_Dataset records_:
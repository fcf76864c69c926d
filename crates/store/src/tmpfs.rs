//! tmpfs-backed local store
//!
//! The store is a RAM-backed mount created by a privileged script. Only the
//! user who provisioned it can list it; everybody else falls back to the
//! vault.

use crate::backend::{MountBackend, ProvisionResult};
use credmount_config::SharedConfig;
use credmount_core::{Error, TMPFS_MOUNT_LOCATION};
use credmount_utils::CommandExecutor;
use once_cell::sync::Lazy;
use regex::Regex;
use std::os::unix::fs::MetadataExt;
use std::path::{Path, PathBuf};

static PERMISSION_DENIED: Lazy<Regex> =
    Lazy::new(|| Regex::new(r"(?i)permission denied").expect("static regex is valid"));

/// Local store on a tmpfs mount point
pub struct TmpfsMount {
    config: SharedConfig,
    executor: Box<dyn CommandExecutor>,
}

impl TmpfsMount {
    /// Create the backend; the mount script is read from `config` on every
    /// provisioning attempt
    pub fn new(config: SharedConfig, executor: Box<dyn CommandExecutor>) -> Self {
        Self { config, executor }
    }
}

impl MountBackend for TmpfsMount {
    fn name(&self) -> &'static str {
        "tmpfs"
    }

    fn default_root(&self) -> PathBuf {
        PathBuf::from(TMPFS_MOUNT_LOCATION)
    }

    fn determine_exists(&self, root: &Path) -> bool {
        is_mount_point(root)
    }

    fn provision(&self, root: &Path) -> ProvisionResult {
        let script = self.config.mount_script();
        tracing::info!(
            script = %script,
            root = %root.display(),
            "provisioning tmpfs local store"
        );

        let output = match self.executor.execute(&script, &[]) {
            Ok(output) => output,
            Err(e) => return ProvisionResult::Fatal(e),
        };

        let mut combined = String::from_utf8_lossy(&output.stdout).into_owned();
        combined.push_str(&String::from_utf8_lossy(&output.stderr));
        let combined = combined.trim_end();
        if !combined.is_empty() {
            tracing::info!("{combined}");
        }

        if output.status.success() {
            ProvisionResult::Success
        } else if PERMISSION_DENIED.is_match(combined) {
            ProvisionResult::PermissionDenied
        } else {
            let status = output
                .status
                .code()
                .map_or_else(|| "a signal".to_string(), |code| format!("exit code {code}"));
            ProvisionResult::Fatal(Error::provisioning_fatal(
                self.name(),
                format!("'{script}' terminated with {status}: {combined}"),
            ))
        }
    }
}

/// Whether `path` is the root of a mounted filesystem
fn is_mount_point(path: &Path) -> bool {
    let Ok(meta) = std::fs::symlink_metadata(path) else {
        return false;
    };
    if !meta.is_dir() {
        return false;
    }
    match std::fs::metadata(path.join("..")) {
        // A different device, or the same inode as the parent at `/`
        Ok(parent) => parent.dev() != meta.dev() || parent.ino() == meta.ino(),
        Err(_) => false,
    }
}

#[cfg(test)]
mod tests {
    use super::*;
    use credmount_utils::TestCommandExecutor;
    use serde_json::json;
    use tempfile::TempDir;

    fn backend(executor: &TestCommandExecutor) -> TmpfsMount {
        let config = SharedConfig::default();
        config
            .set(credmount_config::OPT_MOUNT_SCRIPT, json!("/opt/credmount/tmpfs-mount.sh"))
            .unwrap();
        TmpfsMount::new(config, Box::new(executor.clone()))
    }

    #[test]
    fn test_root_is_a_mount_point() {
        assert!(is_mount_point(Path::new("/")));
    }

    #[test]
    fn test_plain_directory_is_not_a_mount_point() {
        let dir = TempDir::new().unwrap();
        let nested = dir.path().join("nested");
        std::fs::create_dir(&nested).unwrap();
        assert!(!is_mount_point(&nested));
        assert!(!is_mount_point(&dir.path().join("missing")));
    }

    #[test]
    fn test_provision_success() {
        let executor = TestCommandExecutor::new();
        executor.add_simple_response("/opt/credmount/tmpfs-mount.sh", &[], "mounted\n");

        let result = backend(&executor).provision(Path::new(TMPFS_MOUNT_LOCATION));
        assert!(matches!(result, ProvisionResult::Success));
        assert_eq!(executor.call_count("/opt/credmount/tmpfs-mount.sh", &[]), 1);
    }

    #[test]
    fn test_provision_permission_denied_is_soft() {
        let executor = TestCommandExecutor::new();
        executor.add_error_response(
            "/opt/credmount/tmpfs-mount.sh",
            &[],
            "sudo: mount: Permission Denied\n",
            1,
        );

        let result = backend(&executor).provision(Path::new(TMPFS_MOUNT_LOCATION));
        assert!(matches!(result, ProvisionResult::PermissionDenied));
    }

    #[test]
    fn test_provision_other_failure_is_fatal() {
        let executor = TestCommandExecutor::new();
        executor.add_error_response(
            "/opt/credmount/tmpfs-mount.sh",
            &[],
            "mount: unknown filesystem type",
            32,
        );

        match backend(&executor).provision(Path::new(TMPFS_MOUNT_LOCATION)) {
            ProvisionResult::Fatal(Error::ProvisioningFatal { backend, message }) => {
                assert_eq!(backend, "tmpfs");
                assert!(message.contains("exit code 32"));
                assert!(message.contains("unknown filesystem type"));
            }
            other => panic!("expected fatal provisioning error, got {other:?}"),
        }
    }

    #[test]
    fn test_provision_spawn_failure_is_fatal() {
        let executor = TestCommandExecutor::new();
        let result = backend(&executor).provision(Path::new(TMPFS_MOUNT_LOCATION));
        assert!(matches!(
            result,
            ProvisionResult::Fatal(Error::CommandExecution { .. })
        ));
    }
}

_Exercise prompt_:
Line by line, copy the data above exactly as it reads.

_Answer_:
repository fcf76864c69c926d
filename crates/store/src/tmpfs.rs
//! tmpfs-backed local store
//!
//! The store is a RAM-backed mount created by a privileged script. Only the
//! user who provisioned it can list it; everybody else falls back to the
//! vault.

use crate::backend::{MountBackend, ProvisionResult};
use credmount_config::SharedConfig;
use credmount_core::{Error, TMPFS_MOUNT_LOCATION};
use credmount_utils::CommandExecutor;
use once_cell::sync::Lazy;
use regex::Regex;
use std::os::unix::fs::MetadataExt;
use std::path::{Path, PathBuf};

static PERMISSION_DENIED: Lazy<Regex> =
    Lazy::new(|| Regex::new(r"(?i)permission denied").expect("static regex is valid"));

/// Local store on a tmpfs mount point
pub struct TmpfsMount {
    config: SharedConfig,
    executor: Box<dyn CommandExecutor>,
}

impl TmpfsMount {
    /// Create the backend; the mount script is read from `config` on every
    /// provisioning attempt
    pub fn new(config: SharedConfig, executor: Box<dyn CommandExecutor>) -> Self {
        Self { config, executor }
    }
}

impl MountBackend for TmpfsMount {
    fn name(&self) -> &'static str {
        "tmpfs"
    }

    fn default_root(&self) -> PathBuf {
        PathBuf::from(TMPFS_MOUNT_LOCATION)
    }

    fn determine_exists(&self, root: &Path) -> bool {
        is_mount_point(root)
    }

    fn provision(&self, root: &Path) -> ProvisionResult {
        let script = self.config.mount_script();
        tracing::info!(
            script = %script,
            root = %root.display(),
            "provisioning tmpfs local store"
        );

        let output = match self.executor.execute(&script, &[]) {
            Ok(output) => output,
            Err(e) => return ProvisionResult::Fatal(e),
        };

        let mut combined = String::from_utf8_lossy(&output.stdout).into_owned();
        combined.push_str(&String::from_utf8_lossy(&output.stderr));
        let combined = combined.trim_end();
        if !combined.is_empty() {
            tracing::info!("{combined}");
        }

        if output.status.success() {
            ProvisionResult::Success
        } else if PERMISSION_DENIED.is_match(combined) {
            ProvisionResult::PermissionDenied
        } else {
            let status = output
                .status
                .code()
                .map_or_else(|| "a signal".to_string(), |code| format!("exit code {code}"));
            ProvisionResult::Fatal(Error::provisioning_fatal(
                self.name(),
                format!("'{script}' terminated with {status}: {combined}"),
            ))
        }
    }
}

/// Whether `path` is the root of a mounted filesystem
fn is_mount_point(path: &Path) -> bool {
    let Ok(meta) = std::fs::symlink_metadata(path) else {
        return false;
    };
    if !meta.is_dir() {
        return false;
    }
    match std::fs::metadata(path.join("..")) {
        // A different device, or the same inode as the parent at `/`
        Ok(parent) => parent.dev() != meta.dev() || parent.ino() == meta.ino(),
        Err(_) => false,
    }
}

#[cfg(test)]
mod tests {
    use super::*;
    use credmount_utils::TestCommandExecutor;
    use serde_json::json;
    use tempfile::TempDir;

    fn backend(executor: &TestCommandExecutor) -> TmpfsMount {
        let config = SharedConfig::default();
        config
            .set(credmount_config::OPT_MOUNT_SCRIPT, json!("/opt/credmount/tmpfs-mount.sh"))
            .unwrap();
        TmpfsMount::new(config, Box::new(executor.clone()))
    }

    #[test]
    fn test_root_is_a_mount_point() {
        assert!(is_mount_point(Path::new("/")));
    }

    #[test]
    fn test_plain_directory_is_not_a_mount_point() {
        let dir = TempDir::new().unwrap();
        let nested = dir.path().join("nested");
        std::fs::create_dir(&nested).unwrap();
        assert!(!is_mount_point(&nested));
        assert!(!is_mount_point(&dir.path().join("missing")));
    }

    #[test]
    fn test_provision_success() {
        let executor = TestCommandExecutor::new();
        executor.add_simple_response("/opt/credmount/tmpfs-mount.sh", &[], "mounted\n");

        let result = backend(&executor).provision(Path::new(TMPFS_MOUNT_LOCATION));
        assert!(matches!(result, ProvisionResult::Success));
        assert_eq!(executor.call_count("/opt/credmount/tmpfs-mount.sh", &[]), 1);
    }

    #[test]
    fn test_provision_permission_denied_is_soft() {
        let executor = TestCommandExecutor::new();
        executor.add_error_response(
            "/opt/credmount/tmpfs-mount.sh",
            &[],
            "sudo: mount: Permission Denied\n",
            1,
        );

        let result = backend(&executor).provision(Path::new(TMPFS_MOUNT_LOCATION));
        assert!(matches!(result, ProvisionResult::PermissionDenied));
    }

    #[test]
    fn test_provision_other_failure_is_fatal() {
        let executor = TestCommandExecutor::new();
        executor.add_error_response(
            "/opt/credmount/tmpfs-mount.sh",
            &[],
            "mount: unknown filesystem type",
            32,
        );

        match backend(&executor).provision(Path::new(TMPFS_MOUNT_LOCATION)) {
            ProvisionResult::Fatal(Error::ProvisioningFatal { backend, message }) => {
                assert_eq!(backend, "tmpfs");
                assert!(message.contains("exit code 32"));
                assert!(message.contains("unknown filesystem type"));
            }
            other => panic!("expected fatal provisioning error, got {other:?}"),
        }
    }

    #[test]
    fn test_provision_spawn_failure_is_fatal() {
        let executor = TestCommandExecutor::new();
        let result = backend(&executor).provision(Path::new(TMPFS_MOUNT_LOCATION));
        assert!(matches!(
            result,
            ProvisionResult::Fatal(Error::CommandExecution { .. })
        ));
    }
}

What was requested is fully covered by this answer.